- WORK INSTRUCTION
In the listing below, how many lines hold "Ignoring"? Give the number only.

- PROVIDED MATERIAL
============================================================

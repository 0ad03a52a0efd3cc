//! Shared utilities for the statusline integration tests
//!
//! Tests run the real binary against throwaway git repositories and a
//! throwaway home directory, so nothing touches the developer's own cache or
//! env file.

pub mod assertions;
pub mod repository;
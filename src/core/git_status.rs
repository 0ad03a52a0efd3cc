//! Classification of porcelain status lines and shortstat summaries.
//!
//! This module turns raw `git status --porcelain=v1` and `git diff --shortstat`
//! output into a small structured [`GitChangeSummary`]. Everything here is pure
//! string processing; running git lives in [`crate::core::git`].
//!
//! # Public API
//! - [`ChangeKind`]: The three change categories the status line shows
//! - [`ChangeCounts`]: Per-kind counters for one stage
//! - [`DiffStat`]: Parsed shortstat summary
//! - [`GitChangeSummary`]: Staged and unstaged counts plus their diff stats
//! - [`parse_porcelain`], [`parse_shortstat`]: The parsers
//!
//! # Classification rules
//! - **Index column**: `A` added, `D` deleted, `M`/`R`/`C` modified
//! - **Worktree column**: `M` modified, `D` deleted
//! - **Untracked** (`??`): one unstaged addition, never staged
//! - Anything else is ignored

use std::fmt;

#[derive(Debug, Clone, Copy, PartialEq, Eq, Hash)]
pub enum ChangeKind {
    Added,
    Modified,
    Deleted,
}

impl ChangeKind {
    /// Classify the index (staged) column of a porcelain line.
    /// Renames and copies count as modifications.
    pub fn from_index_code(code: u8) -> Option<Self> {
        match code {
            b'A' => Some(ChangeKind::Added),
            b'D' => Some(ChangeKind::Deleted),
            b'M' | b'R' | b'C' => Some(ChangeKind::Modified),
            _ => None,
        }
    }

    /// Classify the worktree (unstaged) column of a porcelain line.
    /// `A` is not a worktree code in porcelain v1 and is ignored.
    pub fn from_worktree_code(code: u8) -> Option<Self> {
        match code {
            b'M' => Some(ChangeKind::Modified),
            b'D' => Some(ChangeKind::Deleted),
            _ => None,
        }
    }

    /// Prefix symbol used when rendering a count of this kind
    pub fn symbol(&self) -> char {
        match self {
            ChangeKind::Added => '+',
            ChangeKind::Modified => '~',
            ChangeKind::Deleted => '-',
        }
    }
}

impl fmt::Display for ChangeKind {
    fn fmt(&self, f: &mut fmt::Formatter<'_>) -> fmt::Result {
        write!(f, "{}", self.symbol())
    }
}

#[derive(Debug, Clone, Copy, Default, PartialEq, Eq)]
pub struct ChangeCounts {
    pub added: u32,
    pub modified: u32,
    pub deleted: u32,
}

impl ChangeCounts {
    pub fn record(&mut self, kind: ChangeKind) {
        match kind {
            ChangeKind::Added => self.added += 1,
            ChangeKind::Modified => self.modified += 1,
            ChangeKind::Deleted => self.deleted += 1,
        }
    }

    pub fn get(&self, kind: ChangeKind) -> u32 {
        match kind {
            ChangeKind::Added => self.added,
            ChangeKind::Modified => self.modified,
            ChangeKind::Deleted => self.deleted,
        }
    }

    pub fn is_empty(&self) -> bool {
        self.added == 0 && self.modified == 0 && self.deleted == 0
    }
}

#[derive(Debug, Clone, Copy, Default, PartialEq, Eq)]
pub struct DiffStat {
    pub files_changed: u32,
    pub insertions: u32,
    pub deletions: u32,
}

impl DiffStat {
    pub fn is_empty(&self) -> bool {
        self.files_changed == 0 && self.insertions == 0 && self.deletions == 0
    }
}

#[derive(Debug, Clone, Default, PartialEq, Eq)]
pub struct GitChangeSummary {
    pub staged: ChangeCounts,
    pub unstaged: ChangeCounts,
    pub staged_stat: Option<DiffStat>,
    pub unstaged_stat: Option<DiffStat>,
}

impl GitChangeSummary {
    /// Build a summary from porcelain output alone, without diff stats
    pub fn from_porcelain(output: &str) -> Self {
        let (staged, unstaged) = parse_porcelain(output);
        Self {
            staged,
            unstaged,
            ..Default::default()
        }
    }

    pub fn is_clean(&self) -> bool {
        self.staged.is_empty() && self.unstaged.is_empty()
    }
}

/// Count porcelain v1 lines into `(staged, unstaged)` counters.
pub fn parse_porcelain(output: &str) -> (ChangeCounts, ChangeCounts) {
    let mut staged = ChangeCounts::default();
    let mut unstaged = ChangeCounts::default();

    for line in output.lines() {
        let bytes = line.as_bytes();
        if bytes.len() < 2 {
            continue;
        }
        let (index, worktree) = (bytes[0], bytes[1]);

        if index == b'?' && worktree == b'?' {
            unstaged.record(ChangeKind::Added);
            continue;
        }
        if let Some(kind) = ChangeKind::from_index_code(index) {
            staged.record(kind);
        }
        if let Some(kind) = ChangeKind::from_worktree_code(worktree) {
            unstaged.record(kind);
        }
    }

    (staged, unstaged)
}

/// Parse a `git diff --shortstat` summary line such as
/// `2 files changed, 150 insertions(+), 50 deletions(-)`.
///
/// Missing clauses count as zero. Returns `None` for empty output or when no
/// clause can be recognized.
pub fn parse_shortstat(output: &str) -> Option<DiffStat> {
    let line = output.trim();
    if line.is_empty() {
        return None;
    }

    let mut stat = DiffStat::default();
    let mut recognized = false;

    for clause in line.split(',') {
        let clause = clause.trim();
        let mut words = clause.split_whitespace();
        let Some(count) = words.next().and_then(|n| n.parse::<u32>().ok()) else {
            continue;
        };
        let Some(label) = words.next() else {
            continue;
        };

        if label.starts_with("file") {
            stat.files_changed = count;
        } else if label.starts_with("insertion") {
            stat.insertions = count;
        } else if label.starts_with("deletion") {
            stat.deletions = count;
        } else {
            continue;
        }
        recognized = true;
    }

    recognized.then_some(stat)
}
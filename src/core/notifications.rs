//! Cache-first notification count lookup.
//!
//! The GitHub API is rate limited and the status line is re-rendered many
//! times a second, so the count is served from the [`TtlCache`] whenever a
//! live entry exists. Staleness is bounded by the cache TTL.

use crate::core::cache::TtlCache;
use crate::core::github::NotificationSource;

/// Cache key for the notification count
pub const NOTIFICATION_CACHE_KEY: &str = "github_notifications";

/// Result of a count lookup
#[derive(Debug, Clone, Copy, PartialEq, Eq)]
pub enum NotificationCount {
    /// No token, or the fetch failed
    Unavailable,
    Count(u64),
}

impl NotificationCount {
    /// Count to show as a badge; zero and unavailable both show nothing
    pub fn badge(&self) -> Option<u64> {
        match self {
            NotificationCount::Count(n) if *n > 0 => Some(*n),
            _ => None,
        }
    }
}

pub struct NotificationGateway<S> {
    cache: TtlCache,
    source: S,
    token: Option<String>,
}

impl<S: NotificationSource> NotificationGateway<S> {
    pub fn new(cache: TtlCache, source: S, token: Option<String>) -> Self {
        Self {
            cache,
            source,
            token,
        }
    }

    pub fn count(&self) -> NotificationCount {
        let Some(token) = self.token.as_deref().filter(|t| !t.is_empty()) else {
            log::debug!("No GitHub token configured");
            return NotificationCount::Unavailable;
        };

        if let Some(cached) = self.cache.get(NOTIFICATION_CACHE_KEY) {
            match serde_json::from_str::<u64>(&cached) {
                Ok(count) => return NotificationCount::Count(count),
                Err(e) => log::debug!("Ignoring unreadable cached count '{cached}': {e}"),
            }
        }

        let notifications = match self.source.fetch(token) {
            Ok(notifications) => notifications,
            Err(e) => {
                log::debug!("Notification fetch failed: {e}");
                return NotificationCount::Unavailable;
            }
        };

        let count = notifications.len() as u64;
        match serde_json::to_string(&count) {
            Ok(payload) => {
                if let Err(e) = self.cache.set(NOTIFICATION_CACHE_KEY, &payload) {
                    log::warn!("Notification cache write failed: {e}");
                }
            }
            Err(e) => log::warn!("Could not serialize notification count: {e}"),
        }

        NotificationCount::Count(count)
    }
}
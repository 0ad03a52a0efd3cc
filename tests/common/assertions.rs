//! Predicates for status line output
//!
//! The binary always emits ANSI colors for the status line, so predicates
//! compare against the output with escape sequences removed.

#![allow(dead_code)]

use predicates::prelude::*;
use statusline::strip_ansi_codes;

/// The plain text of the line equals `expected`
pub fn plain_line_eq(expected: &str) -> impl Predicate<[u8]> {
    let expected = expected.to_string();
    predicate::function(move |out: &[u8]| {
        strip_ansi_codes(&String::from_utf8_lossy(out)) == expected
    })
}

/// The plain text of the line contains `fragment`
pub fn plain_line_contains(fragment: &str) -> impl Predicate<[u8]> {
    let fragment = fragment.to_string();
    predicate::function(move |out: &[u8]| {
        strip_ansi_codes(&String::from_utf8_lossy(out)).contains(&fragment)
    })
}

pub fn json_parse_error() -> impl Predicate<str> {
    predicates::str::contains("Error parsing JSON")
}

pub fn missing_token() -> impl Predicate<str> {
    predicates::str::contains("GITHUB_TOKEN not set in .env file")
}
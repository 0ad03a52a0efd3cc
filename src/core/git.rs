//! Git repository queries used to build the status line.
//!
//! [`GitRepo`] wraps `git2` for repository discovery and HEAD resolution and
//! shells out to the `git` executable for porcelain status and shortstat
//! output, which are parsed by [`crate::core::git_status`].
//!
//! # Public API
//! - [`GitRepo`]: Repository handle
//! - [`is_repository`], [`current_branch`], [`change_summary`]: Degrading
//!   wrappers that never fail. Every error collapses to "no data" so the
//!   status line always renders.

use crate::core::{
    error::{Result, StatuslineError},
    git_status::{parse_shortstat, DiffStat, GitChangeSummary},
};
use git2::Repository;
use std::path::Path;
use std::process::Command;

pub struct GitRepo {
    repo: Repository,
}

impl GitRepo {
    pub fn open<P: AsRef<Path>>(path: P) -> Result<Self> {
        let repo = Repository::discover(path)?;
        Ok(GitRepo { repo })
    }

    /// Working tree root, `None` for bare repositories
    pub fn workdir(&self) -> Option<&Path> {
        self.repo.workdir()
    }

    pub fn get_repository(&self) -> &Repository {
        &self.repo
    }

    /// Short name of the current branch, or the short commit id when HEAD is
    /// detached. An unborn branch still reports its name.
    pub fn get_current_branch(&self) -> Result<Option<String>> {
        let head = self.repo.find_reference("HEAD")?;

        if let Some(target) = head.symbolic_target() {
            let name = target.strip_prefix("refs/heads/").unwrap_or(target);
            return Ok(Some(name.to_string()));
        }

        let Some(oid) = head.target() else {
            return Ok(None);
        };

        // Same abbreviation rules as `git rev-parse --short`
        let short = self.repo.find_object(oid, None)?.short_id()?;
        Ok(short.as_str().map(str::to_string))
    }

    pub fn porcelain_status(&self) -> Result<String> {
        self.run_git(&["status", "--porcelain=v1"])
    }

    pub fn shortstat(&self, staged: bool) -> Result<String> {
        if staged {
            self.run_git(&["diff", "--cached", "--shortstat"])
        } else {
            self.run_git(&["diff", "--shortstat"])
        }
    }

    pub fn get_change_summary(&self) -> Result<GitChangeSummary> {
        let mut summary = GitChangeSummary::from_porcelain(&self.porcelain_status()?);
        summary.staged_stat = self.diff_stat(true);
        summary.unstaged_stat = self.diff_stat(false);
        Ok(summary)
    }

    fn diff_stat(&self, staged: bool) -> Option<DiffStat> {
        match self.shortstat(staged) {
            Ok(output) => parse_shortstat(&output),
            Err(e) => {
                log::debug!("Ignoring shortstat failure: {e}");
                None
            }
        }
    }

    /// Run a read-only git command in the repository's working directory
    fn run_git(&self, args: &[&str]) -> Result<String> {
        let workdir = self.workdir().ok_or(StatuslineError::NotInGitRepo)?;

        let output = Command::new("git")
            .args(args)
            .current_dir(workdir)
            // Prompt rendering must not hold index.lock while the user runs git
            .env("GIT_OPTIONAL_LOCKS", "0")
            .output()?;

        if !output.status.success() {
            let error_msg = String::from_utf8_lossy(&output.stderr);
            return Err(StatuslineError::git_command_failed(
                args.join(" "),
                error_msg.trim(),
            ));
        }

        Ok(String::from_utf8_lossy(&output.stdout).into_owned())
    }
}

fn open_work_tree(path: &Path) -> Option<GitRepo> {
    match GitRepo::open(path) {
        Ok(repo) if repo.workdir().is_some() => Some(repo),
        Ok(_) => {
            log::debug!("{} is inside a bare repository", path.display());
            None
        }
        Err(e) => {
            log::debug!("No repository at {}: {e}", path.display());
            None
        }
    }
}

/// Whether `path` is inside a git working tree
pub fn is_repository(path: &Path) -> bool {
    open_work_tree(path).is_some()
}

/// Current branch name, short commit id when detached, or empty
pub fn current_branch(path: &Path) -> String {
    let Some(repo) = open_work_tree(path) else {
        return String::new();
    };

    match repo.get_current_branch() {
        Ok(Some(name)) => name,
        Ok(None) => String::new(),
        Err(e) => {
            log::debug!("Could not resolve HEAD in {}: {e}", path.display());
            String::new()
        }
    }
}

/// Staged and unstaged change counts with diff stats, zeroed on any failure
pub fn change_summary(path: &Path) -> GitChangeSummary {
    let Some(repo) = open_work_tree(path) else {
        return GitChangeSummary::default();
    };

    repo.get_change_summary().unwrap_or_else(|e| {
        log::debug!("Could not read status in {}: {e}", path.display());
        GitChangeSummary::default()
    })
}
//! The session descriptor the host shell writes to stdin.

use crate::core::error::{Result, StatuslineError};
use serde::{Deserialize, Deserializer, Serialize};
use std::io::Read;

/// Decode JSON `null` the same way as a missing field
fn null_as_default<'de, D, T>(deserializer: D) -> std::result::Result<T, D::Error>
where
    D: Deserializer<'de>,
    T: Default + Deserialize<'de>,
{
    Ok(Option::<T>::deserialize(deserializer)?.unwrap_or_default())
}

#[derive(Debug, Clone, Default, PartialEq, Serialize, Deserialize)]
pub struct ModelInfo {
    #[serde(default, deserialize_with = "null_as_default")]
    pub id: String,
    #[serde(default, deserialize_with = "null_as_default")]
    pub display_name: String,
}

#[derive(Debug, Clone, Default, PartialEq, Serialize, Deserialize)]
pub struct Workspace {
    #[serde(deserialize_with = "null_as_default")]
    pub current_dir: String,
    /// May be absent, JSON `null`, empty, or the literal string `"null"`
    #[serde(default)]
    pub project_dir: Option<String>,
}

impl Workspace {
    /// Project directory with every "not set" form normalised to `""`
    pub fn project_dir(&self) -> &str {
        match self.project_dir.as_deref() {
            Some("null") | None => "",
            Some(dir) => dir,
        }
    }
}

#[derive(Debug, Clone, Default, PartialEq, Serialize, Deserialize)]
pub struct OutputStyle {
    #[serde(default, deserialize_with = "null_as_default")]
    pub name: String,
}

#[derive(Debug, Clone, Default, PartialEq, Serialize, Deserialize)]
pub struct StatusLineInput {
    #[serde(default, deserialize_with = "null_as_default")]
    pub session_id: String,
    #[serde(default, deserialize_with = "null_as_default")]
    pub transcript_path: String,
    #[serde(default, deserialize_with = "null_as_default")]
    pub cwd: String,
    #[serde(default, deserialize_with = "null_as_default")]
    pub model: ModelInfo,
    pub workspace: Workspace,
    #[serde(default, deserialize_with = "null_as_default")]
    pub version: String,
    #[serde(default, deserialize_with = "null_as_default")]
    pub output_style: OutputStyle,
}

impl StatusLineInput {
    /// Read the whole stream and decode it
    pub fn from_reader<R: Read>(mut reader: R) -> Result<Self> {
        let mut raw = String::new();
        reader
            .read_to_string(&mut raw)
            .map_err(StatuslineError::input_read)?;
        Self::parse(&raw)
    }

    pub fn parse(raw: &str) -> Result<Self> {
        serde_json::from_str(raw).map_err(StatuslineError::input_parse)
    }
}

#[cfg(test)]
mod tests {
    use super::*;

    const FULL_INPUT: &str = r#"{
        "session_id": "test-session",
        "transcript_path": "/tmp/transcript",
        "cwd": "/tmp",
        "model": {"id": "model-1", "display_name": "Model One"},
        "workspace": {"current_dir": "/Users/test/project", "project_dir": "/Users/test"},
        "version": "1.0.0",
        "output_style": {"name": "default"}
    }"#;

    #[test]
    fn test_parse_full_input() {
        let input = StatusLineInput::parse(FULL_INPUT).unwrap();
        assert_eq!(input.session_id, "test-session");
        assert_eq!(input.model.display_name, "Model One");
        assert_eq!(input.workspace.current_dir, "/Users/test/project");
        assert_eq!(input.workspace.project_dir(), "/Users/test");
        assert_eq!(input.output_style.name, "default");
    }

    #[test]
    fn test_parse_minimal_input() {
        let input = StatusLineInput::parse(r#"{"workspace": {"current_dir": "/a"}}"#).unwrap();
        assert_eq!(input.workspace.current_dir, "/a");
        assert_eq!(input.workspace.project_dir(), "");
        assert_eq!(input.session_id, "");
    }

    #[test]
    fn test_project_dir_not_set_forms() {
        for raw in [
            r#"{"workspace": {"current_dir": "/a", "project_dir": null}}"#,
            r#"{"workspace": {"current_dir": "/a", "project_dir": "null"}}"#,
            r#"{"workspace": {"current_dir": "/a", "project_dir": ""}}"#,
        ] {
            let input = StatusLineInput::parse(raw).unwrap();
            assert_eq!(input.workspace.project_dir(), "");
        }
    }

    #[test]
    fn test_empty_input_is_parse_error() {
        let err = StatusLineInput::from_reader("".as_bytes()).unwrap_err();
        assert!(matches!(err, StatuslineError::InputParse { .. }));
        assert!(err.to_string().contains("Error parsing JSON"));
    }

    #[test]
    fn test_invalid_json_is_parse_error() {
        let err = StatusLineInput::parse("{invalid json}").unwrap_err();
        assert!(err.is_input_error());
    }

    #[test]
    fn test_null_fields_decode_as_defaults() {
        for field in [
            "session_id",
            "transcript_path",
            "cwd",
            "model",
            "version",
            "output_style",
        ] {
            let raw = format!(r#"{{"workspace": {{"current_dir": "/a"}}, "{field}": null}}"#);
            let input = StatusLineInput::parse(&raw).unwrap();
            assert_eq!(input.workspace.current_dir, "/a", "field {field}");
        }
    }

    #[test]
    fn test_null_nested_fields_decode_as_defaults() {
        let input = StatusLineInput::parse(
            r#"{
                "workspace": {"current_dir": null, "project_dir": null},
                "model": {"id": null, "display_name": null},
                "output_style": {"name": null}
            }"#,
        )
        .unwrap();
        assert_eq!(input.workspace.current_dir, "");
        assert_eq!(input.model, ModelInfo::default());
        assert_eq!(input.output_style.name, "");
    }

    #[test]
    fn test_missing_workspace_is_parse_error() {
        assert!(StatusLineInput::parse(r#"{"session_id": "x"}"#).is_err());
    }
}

============================================================

- SOLUTION FOR THIS EXERCISE
2